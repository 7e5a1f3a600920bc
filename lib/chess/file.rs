use crate::util::Integer;
use derive_more::{Display, Error};
use std::fmt::{self, Write};
use std::{ops::Sub, str::FromStr};

/// A column on the chess board, labelled `a` through `h`.
#[derive(Debug, Copy, Clone, Eq, PartialEq, Ord, PartialOrd, Hash)]
#[cfg_attr(test, derive(test_strategy::Arbitrary))]
#[repr(i8)]
pub enum File {
    A,
    B,
    C,
    D,
    E,
    F,
    G,
    H,
}

unsafe impl Integer for File {
    type Repr = i8;
    const MIN: Self::Repr = File::A as _;
    const MAX: Self::Repr = File::H as _;
}

impl Sub for File {
    type Output = i8;

    #[inline(always)]
    fn sub(self, rhs: Self) -> Self::Output {
        self.get() - rhs.get()
    }
}

impl fmt::Display for File {
    fn fmt(&self, f: &mut fmt::Formatter<'_>) -> fmt::Result {
        f.write_char((b'a' + self.get() as u8) as char)
    }
}

/// The reason why parsing [`File`] failed.
#[derive(Debug, Display, Copy, Clone, Eq, PartialEq, Hash, Error)]
#[display(fmt = "expected a single file letter between `a` and `h`")]
pub struct ParseFileError;

impl FromStr for File {
    type Err = ParseFileError;

    fn from_str(s: &str) -> Result<Self, Self::Err> {
        let mut chars = s.chars();
        match (chars.next(), chars.next()) {
            (Some(c @ 'a'..='h'), None) => Ok(File::new((c as u8 - b'a') as i8)),
            _ => Err(ParseFileError),
        }
    }
}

__What you need to do__: Return every line of the records in which the word "Hash" is found.

__Exercise answer__:
#[derive(Debug, Copy, Clone, Eq, PartialEq, Ord, PartialOrd, Hash)]
#[derive(Debug, Display, Copy, Clone, Eq, PartialEq, Hash, Error)]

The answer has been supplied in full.